14 setembro 2026

Reajustes, concursos e carreiras: o que o PLOA 2027 prevê para os servidores?


O Projeto de Lei Orçamentária Anual (PLOA) de 2027, encaminhado pelo Governo Federal ao Congresso Nacional, prevê recursos para contratação de servidores, realização de concursos, reajustes e reestruturações de carreiras. A existência dessas autorizações, no entanto, não significa que todas as medidas previstas serão necessariamente executadas ao longo do próximo ano.

Segundo informações divulgadas pelo Senado Federal, o PLOA prevê o preenchimento de mais de 48 mil cargos vagos e a criação de 4.704 novas vagas no setor público federal. Para criação e provimento de cargos nos Três Poderes, Ministério Público e Defensoria Pública, estão reservados R$ 3,84 bilhões.

O principal ponto de atenção para os servidores está nas limitações impostas pelo atual regime fiscal. Como houve déficit primário nas contas públicas de 2025, foi acionado um dos gatilhos do chamado Novo Arcabouço Fiscal. Com isso, o crescimento real das despesas com pessoal em 2027 fica limitado a apenas 0,6% acima da inflação. O próprio Ministério do Planejamento confirmou essa restrição na apresentação do PLOA.

Na prática, isso significa que, mesmo existindo previsão no Orçamento para reajustes, reestruturações de carreiras ou novas contratações, a efetivação dessas medidas dependerá da disponibilidade de recursos dentro dos limites fiscais. A autorização incluída no PLOA é necessária, mas não representa, por si só, garantia de execução.

Há ainda uma segunda questão: a chamada Regra de Ouro, prevista na Constituição Federal, estabelece limites para o endividamento público em relação às despesas correntes. No PLOA 2027, segundo análise divulgada pelo Senado, quase R$ 53 bilhões das despesas com pessoal e encargos sociais dependem de autorização específica do Congresso Nacional para serem efetivamente executados. Essa autorização exige a aprovação, por maioria absoluta, de crédito suplementar.
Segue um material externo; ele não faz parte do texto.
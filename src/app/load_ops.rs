use std::process::{Command as ProcessCommand, Stdio};
use std::time::Instant;

use tracing::{debug, info, warn};

use crate::catalog::Dataset;
use crate::catalog::display::hero_announcement;
use crate::command::{ActionId, CommandEffect, announce_lightbox};
use crate::error::{AppError, AppResult};
use crate::event::{AppEvent, ViewKind};
use crate::gallery::{LoadRequest, LoadResultEvent, LoadSlot, LoadTicket, NavigationOutcome};

use super::core::{App, LoadSubsystem};
use super::state::Screen;

impl LoadSubsystem {
    /// Starts the load for an accepted navigation. Cached frames resolve
    /// through the same result path as fetched ones.
    pub(crate) fn start(&mut self, dataset: &Dataset, slot: LoadSlot, request: LoadRequest) {
        let ticket = LoadTicket {
            slot,
            attempt: request.attempt,
        };
        if let Some(frame) = self.cache.get_cloned(request.work) {
            debug!(work = request.work, ?slot, "image served from cache");
            self.worker.resolve_ready(ticket, request.work, frame);
            return;
        }
        match dataset.image_source(request.work) {
            Some(source) => {
                self.worker.request(ticket, request.work, source);
            }
            None => {
                self.worker.resolve_failed(
                    ticket,
                    request.work,
                    AppError::invalid_argument(format!("work {} has no image", request.work)),
                );
            }
        }
    }

    pub(crate) fn preload(&mut self, dataset: &Dataset, works: &[usize]) -> usize {
        let mut started = 0;
        for &work in works {
            if self.cache.contains(work) {
                continue;
            }
            if let Some(source) = dataset.image_source(work)
                && self.worker.preload(work, source)
            {
                started += 1;
            }
        }
        started
    }
}

impl App {
    pub(crate) fn apply_effects(&mut self, effects: Vec<CommandEffect>) {
        for effect in effects {
            match effect {
                CommandEffect::Load { slot, request } => {
                    self.loads.start(&self.state.dataset, slot, request);
                }
                CommandEffect::CancelLoads(slot) => {
                    let canceled = self.loads.worker.cancel_slot(slot);
                    if canceled > 0 {
                        debug!(?slot, canceled, "pending loads canceled");
                    }
                }
                CommandEffect::OpenLink(target) => self.open_link(&target),
            }
        }
    }

    /// Feeds a load result to the navigator that issued it.
    pub(crate) fn handle_load_result(&mut self, event: LoadResultEvent, now: Instant) -> Vec<AppEvent> {
        let LoadResultEvent {
            ticket,
            work,
            result,
            elapsed,
            ..
        } = event;
        if let Ok(frame) = &result {
            self.loads.cache.insert(work, frame.clone());
        }

        let view = match ticket.slot {
            LoadSlot::Hero => ViewKind::Hero,
            LoadSlot::Lightbox => ViewKind::Lightbox,
            LoadSlot::Preload => {
                if let Err(err) = &result {
                    debug!(work, error = %err, "preload failed");
                }
                return Vec::new();
            }
        };

        match self
            .state
            .navigator_mut(view)
            .complete(ticket.attempt, result, now)
        {
            NavigationOutcome::Navigated { from, to } => {
                info!(
                    ?view,
                    from,
                    to,
                    work,
                    elapsed_ms = u64::try_from(elapsed.as_millis()).unwrap_or(u64::MAX),
                    "navigation completed"
                );
                self.on_navigated(view, now);
                vec![AppEvent::Navigated {
                    view,
                    from,
                    to,
                    work,
                }]
            }
            NavigationOutcome::Failed { position, message } => {
                warn!(?view, position, work, %message, "image load failed");
                self.state.status.last_action_id = Some(ActionId::LoadImage);
                self.state.status.message = format!("{message} (press r to retry)");
                vec![AppEvent::LoadFailed {
                    view,
                    position,
                    message,
                }]
            }
            NavigationOutcome::Stale => Vec::new(),
        }
    }

    fn on_navigated(&mut self, view: ViewKind, now: Instant) {
        self.state.status.last_action_id = Some(ActionId::LoadImage);
        match view {
            ViewKind::Hero => {
                self.state.hero.mark_advanced(now);
                if self.state.screen == Screen::Hero
                    && let Some(work) = self
                        .state
                        .hero
                        .navigator()
                        .current_work()
                        .and_then(|work| self.state.dataset.get(work))
                {
                    self.state.status.message = hero_announcement(work);
                }
                if self.config.navigation.preload_neighbors {
                    let targets = self.state.hero.preload_targets();
                    self.loads.preload(&self.state.dataset, &targets);
                }
            }
            ViewKind::Lightbox => {
                self.state.refresh_lightbox_action();
                if self.state.screen == Screen::Lightbox {
                    announce_lightbox(&mut self.state);
                }
                if self.config.navigation.preload_neighbors {
                    let navigator = self.state.lightbox.navigator();
                    let current = navigator.current_work();
                    let targets = [navigator.neighbor(1), navigator.neighbor(-1)]
                        .into_iter()
                        .flatten()
                        .filter(|work| Some(*work) != current)
                        .collect::<Vec<_>>();
                    self.loads.preload(&self.state.dataset, &targets);
                }
            }
        }
    }

    fn open_link(&mut self, target: &str) {
        match spawn_opener(&self.config.contact.opener, target) {
            Ok(program) => {
                info!(%program, "outbound link opened");
            }
            Err(err) => {
                warn!(error = %err, "failed to open outbound link");
                self.state.status.message = format!("could not open link: {}", err.brief());
            }
        }
    }
}

fn default_opener() -> &'static str {
    if cfg!(target_os = "macos") {
        "open"
    } else if cfg!(target_os = "windows") {
        "explorer"
    } else {
        "xdg-open"
    }
}

/// Program and leading arguments of the opener; blank means the platform default.
fn opener_command(opener: &str) -> (String, Vec<String>) {
    let opener = match opener.trim() {
        "" => default_opener(),
        configured => configured,
    };
    let mut parts = opener.split_whitespace().map(str::to_string);
    let program = parts.next().unwrap_or_else(|| default_opener().to_string());
    (program, parts.collect())
}

/// Runs the opener detached from the terminal; the TUI keeps stdio.
fn spawn_opener(opener: &str, target: &str) -> AppResult<String> {
    let (program, args) = opener_command(opener);
    ProcessCommand::new(&program)
        .args(&args)
        .arg(target)
        .stdin(Stdio::null())
        .stdout(Stdio::null())
        .stderr(Stdio::null())
        .spawn()
        .map_err(|err| AppError::io_with_context(err, format!("failed to run {program}")))?;
    Ok(program)
}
Para o Sintsef-CE, esse cenário indica que 2027, assim como ocorreu em 2024, deverá ser novamente um ano de forte mobilização dos servidores para garantir reajuste salarial e avançar na recuperação das perdas acumuladas. As conquistas obtidas nos últimos quatro anos foram resultado direto da organização e da luta da categoria, e as limitações impostas pelas regras fiscais reforçam a necessidade de manter essa mobilização.
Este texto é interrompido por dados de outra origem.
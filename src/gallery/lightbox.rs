use std::time::Duration;

use crate::config::ZoomConfig;

use super::navigator::{LoadRequest, Navigator};
use super::zoom::ZoomState;

#[derive(Debug, Clone, Copy, PartialEq, Eq)]
pub enum LightboxControl {
    Close,
    Previous,
    Next,
    Info,
    Action,
}

impl LightboxControl {
    pub fn label(self) -> &'static str {
        match self {
            Self::Close => "Close",
            Self::Previous => "Prev",
            Self::Next => "Next",
            Self::Info => "Info",
            Self::Action => "Action",
        }
    }
}

#[derive(Debug, Clone, Copy, PartialEq, Eq)]
pub enum EscapeOutcome {
    ExitedZoom,
    CollapsedInfo,
    Closed,
    Ignored,
}

/// Full-screen viewer with its own navigation context.
#[derive(Debug, Clone)]
pub struct Lightbox {
    navigator: Navigator,
    zoom: ZoomState,
    open: bool,
    info_expanded: bool,
    focus: usize,
    action_available: bool,
}

impl Lightbox {
    pub fn new(fade: Duration, zoom: ZoomConfig) -> Self {
        Self {
            navigator: Navigator::new(fade, false),
            zoom: ZoomState::new(zoom),
            open: false,
            info_expanded: false,
            focus: 0,
            action_available: false,
        }
    }

    pub fn open(&mut self, items: Vec<usize>, index: usize) -> Option<LoadRequest> {
        self.open = true;
        self.info_expanded = false;
        self.focus = 0;
        self.zoom.exit();
        self.navigator.open(items, index)
    }

    pub fn close(&mut self) {
        self.open = false;
        self.info_expanded = false;
        self.zoom.exit();
        self.focus = 0;
    }

    pub fn is_open(&self) -> bool {
        self.open
    }

    /// Esc unwinds zoom first, then the info panel, then the lightbox itself.
    pub fn escape(&mut self) -> EscapeOutcome {
        if !self.open {
            return EscapeOutcome::Ignored;
        }
        if self.zoom.exit() {
            return EscapeOutcome::ExitedZoom;
        }
        if self.info_expanded {
            self.info_expanded = false;
            return EscapeOutcome::CollapsedInfo;
        }
        self.close();
        EscapeOutcome::Closed
    }

    pub fn toggle_info(&mut self) -> bool {
        self.info_expanded = !self.info_expanded;
        self.info_expanded
    }

    pub fn info_expanded(&self) -> bool {
        self.info_expanded
    }

    /// Updates whether the current work has an interactive action.
    pub fn set_action_available(&mut self, available: bool) {
        self.action_available = available;
        self.focus = self.focus.min(self.controls().len() - 1);
    }

    pub fn controls(&self) -> Vec<LightboxControl> {
        let mut controls = vec![
            LightboxControl::Close,
            LightboxControl::Previous,
            LightboxControl::Next,
            LightboxControl::Info,
        ];
        if self.action_available {
            controls.push(LightboxControl::Action);
        }
        controls
    }

    pub fn focus_next(&mut self) -> LightboxControl {
        let len = self.controls().len();
        self.focus = (self.focus + 1) % len;
        self.focused()
    }

    pub fn focus_previous(&mut self) -> LightboxControl {
        let len = self.controls().len();
        self.focus = (self.focus + len - 1) % len;
        self.focused()
    }

    pub fn focused(&self) -> LightboxControl {
        let controls = self.controls();
        controls[self.focus.min(controls.len() - 1)]
    }

    pub fn navigator(&self) -> &Navigator {
        &self.navigator
    }

    pub fn navigator_mut(&mut self) -> &mut Navigator {
        &mut self.navigator
    }

    pub fn zoom(&self) -> &ZoomState {
        &self.zoom
    }

    pub fn zoom_mut(&mut self) -> &mut ZoomState {
        &mut self.zoom
    }

    /// Swipes are disabled while zoomed; the pointer pans instead.
    pub fn accepts_swipe(&self) -> bool {
        self.open && !self.zoom.is_active()
    }
}
use fast_image_resize as fr;
use image::{DynamicImage, RgbaImage};
use ratatui::layout::Rect;
use ratatui_image::picker::Picker;
use ratatui_image::protocol::StatefulProtocol;

use crate::error::{AppError, AppResult};
use crate::gallery::RgbaFrame;
use crate::gallery::frame::{crop_frame, dim_frame};

use super::traits::FrameKey;

const DOWNSCALE_FILTER: fr::FilterType = fr::FilterType::CatmullRom;

/// Builds the pixels for one presenter variant: crop, shrink to what `area`
/// can show, then dim. Dimming last touches the fewest pixels.
pub(crate) fn derive_variant(
    source: &RgbaFrame,
    key: FrameKey,
    area: Rect,
    cell_px: (u16, u16),
) -> AppResult<RgbaFrame> {
    let cropped = crop_frame(source, key.crop);
    let limit = area_limit_px(area, cell_px);
    let shrunk = match fit_within(cropped.width, cropped.height, limit.0, limit.1) {
        Some((width, height)) => resize(&cropped, width, height)?,
        None => cropped,
    };
    Ok(dim_frame(&shrunk, key.dim_step))
}

pub(crate) fn to_protocol(picker: &Picker, frame: RgbaFrame) -> AppResult<StatefulProtocol> {
    let RgbaFrame {
        width,
        height,
        pixels,
    } = frame;
    let image = RgbaImage::from_raw(width, height, pixels.to_vec())
        .ok_or_else(|| AppError::invalid_argument("frame buffer does not match its size"))?;
    Ok(picker.new_resize_protocol(DynamicImage::ImageRgba8(image)))
}

fn area_limit_px(area: Rect, cell_px: (u16, u16)) -> (u32, u32) {
    (
        u32::from(area.width.max(1)) * u32::from(cell_px.0.max(1)),
        u32::from(area.height.max(1)) * u32::from(cell_px.1.max(1)),
    )
}

/// Largest size with the source aspect ratio inside the limit, or None when
/// the source already fits. Never upscales.
pub(crate) fn fit_within(width: u32, height: u32, max_width: u32, max_height: u32) -> Option<(u32, u32)> {
    if [width, height, max_width, max_height].contains(&0) {
        return None;
    }
    if width <= max_width && height <= max_height {
        return None;
    }
    let (width, height) = (u64::from(width), u64::from(height));
    let (max_width, max_height) = (u64::from(max_width), u64::from(max_height));
    // Compare max_width/width against max_height/height without floats.
    let (fit_width, fit_height) = if max_width * height <= max_height * width {
        (max_width, (height * max_width / width).clamp(1, max_height))
    } else {
        ((width * max_height / height).clamp(1, max_width), max_height)
    };
    Some((fit_width as u32, fit_height as u32))
}

fn resize(frame: &RgbaFrame, width: u32, height: u32) -> AppResult<RgbaFrame> {
    let src = fr::images::Image::from_vec_u8(
        frame.width,
        frame.height,
        frame.pixels_to_vec(),
        fr::PixelType::U8x4,
    )
    .map_err(|_| AppError::invalid_argument("frame buffer does not match its size"))?;
    let mut dst = fr::images::Image::new(width, height, fr::PixelType::U8x4);
    fr::Resizer::new()
        .resize(
            &src,
            &mut dst,
            &fr::ResizeOptions::new().resize_alg(fr::ResizeAlg::Convolution(DOWNSCALE_FILTER)),
        )
        .map_err(|err| AppError::unsupported(format!("image downscale failed: {err}")))?;
    Ok(RgbaFrame {
        width,
        height,
        pixels: dst.into_vec().into(),
    })
}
Após anos de defasagem salarial, redução dos quadros e aumento da demanda sobre os serviços públicos, concursos, nomeações, reestruturações de carreiras e reajustes devem ser tratados como investimentos necessários para garantir a capacidade de atendimento do Estado à população.
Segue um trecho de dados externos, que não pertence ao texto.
use ratatui::Frame;
use ratatui::layout::{Alignment, Rect};
use ratatui::style::{Color, Modifier, Style, Stylize};
use ratatui::text::Line;
use ratatui::widgets::{Block, Borders, Clear, Paragraph, Wrap};

use crate::app::NoticeState;
use crate::onboarding::TIP_TEXT;

use super::layout::centered_rect;
use super::text::{display_width, fit_width};

/// Clears a centered box of at most `width` x `height` inside `area`, frames
/// it, and returns the inner area. None when there is no room to draw.
fn framed_popup(
    frame: &mut Frame<'_>,
    area: Rect,
    (width, height): (u16, u16),
    title: Option<&str>,
    color: Color,
) -> Option<Rect> {
    if area.is_empty() {
        return None;
    }
    let popup = centered_rect(area, area.width.min(width), area.height.min(height));
    let mut block = Block::default()
        .borders(Borders::ALL)
        .border_style(Style::default().fg(color));
    if let Some(title) = title {
        block = block.title(format!(" {title} "));
    }
    let inner = block.inner(popup);
    frame.render_widget(Clear, popup);
    frame.render_widget(block, popup);
    (!inner.is_empty()).then_some(inner)
}

fn centered_lines(frame: &mut Frame<'_>, area: Rect, lines: Vec<Line<'_>>) {
    frame.render_widget(
        Paragraph::new(lines)
            .alignment(Alignment::Center)
            .wrap(Wrap { trim: true }),
        area,
    );
}

pub fn draw_loading_overlay(frame: &mut Frame<'_>, area: Rect, title: &str) {
    let Some(inner) = framed_popup(frame, area, (40, 3), None, Color::Yellow) else {
        return;
    };
    let room = usize::from(inner.width).saturating_sub(11);
    let text = format!("Loading {}...", fit_width(title, room));
    centered_lines(frame, inner, vec![Line::raw(text)]);
}

/// Failed-load panel. The previous image, if any, stays underneath.
pub fn draw_error_overlay(frame: &mut Frame<'_>, area: Rect, message: &str) {
    let Some(inner) = framed_popup(frame, area, (52, 5), Some("Image unavailable"), Color::Red)
    else {
        return;
    };
    centered_lines(
        frame,
        inner,
        vec![
            Line::raw(message.to_string()),
            Line::raw("press r to retry").fg(Color::DarkGray),
        ],
    );
}

/// Onboarding tip, lightbox hint and toast, stacked upward from the bottom of `area`.
pub fn draw_notices(frame: &mut Frame<'_>, area: Rect, notices: &NoticeState) {
    let texts = [
        notices.tip.then_some(TIP_TEXT),
        notices.hint.as_ref().map(|hint| hint.text.as_str()),
        notices.toast.as_ref().map(|toast| toast.text.as_str()),
    ];

    let mut bottom = area.bottom();
    for text in texts.into_iter().flatten().rev() {
        if area.width < 5 || bottom < area.y + 3 {
            break;
        }
        let text = fit_width(text, usize::from(area.width - 4));
        let width = display_width(&text) as u16 + 4;
        let popup = Rect::new(area.x + (area.width - width) / 2, bottom - 3, width, 3);
        frame.render_widget(Clear, popup);
        frame.render_widget(
            Paragraph::new(text.into_owned())
                .alignment(Alignment::Center)
                .block(Block::bordered().border_style(Style::default().fg(Color::DarkGray))),
            popup,
        );
        bottom -= 3;
    }
}

/// Whole-screen replacement shown when the dataset cannot be loaded.
pub fn draw_dataset_error(frame: &mut Frame<'_>, message: &str) {
    let area = frame.area();
    let Some(inner) = framed_popup(frame, area, (70, 8), Some("folio"), Color::Red) else {
        return;
    };
    centered_lines(
        frame,
        inner,
        vec![
            Line::raw("Failed to load portfolio. Please check the dataset file.")
                .style(Style::default().add_modifier(Modifier::BOLD)),
            Line::default(),
            Line::raw(message.to_string()),
            Line::default(),
            Line::raw("press q to quit").fg(Color::DarkGray),
        ],
    );
}
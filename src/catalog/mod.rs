pub mod action;
pub mod dataset;
pub mod display;
pub mod source;
pub mod work;

pub use action::WorkAction;
pub use dataset::Dataset;
pub use source::ImageSource;
pub use work::{Availability, Work};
O envio do PLOA ao Congresso, portanto, é apenas uma etapa. A proposta ainda será analisada por deputados e senadores e poderá sofrer alterações até a aprovação definitiva. Para o movimento sindical, será necessário acompanhar de perto essa tramitação e cobrar que as previsões destinadas aos servidores sejam efetivamente preservadas e executadas, evitando que as limitações fiscais inviabilizem acordos, recomposições salariais e o fortalecimento dos serviços públicos.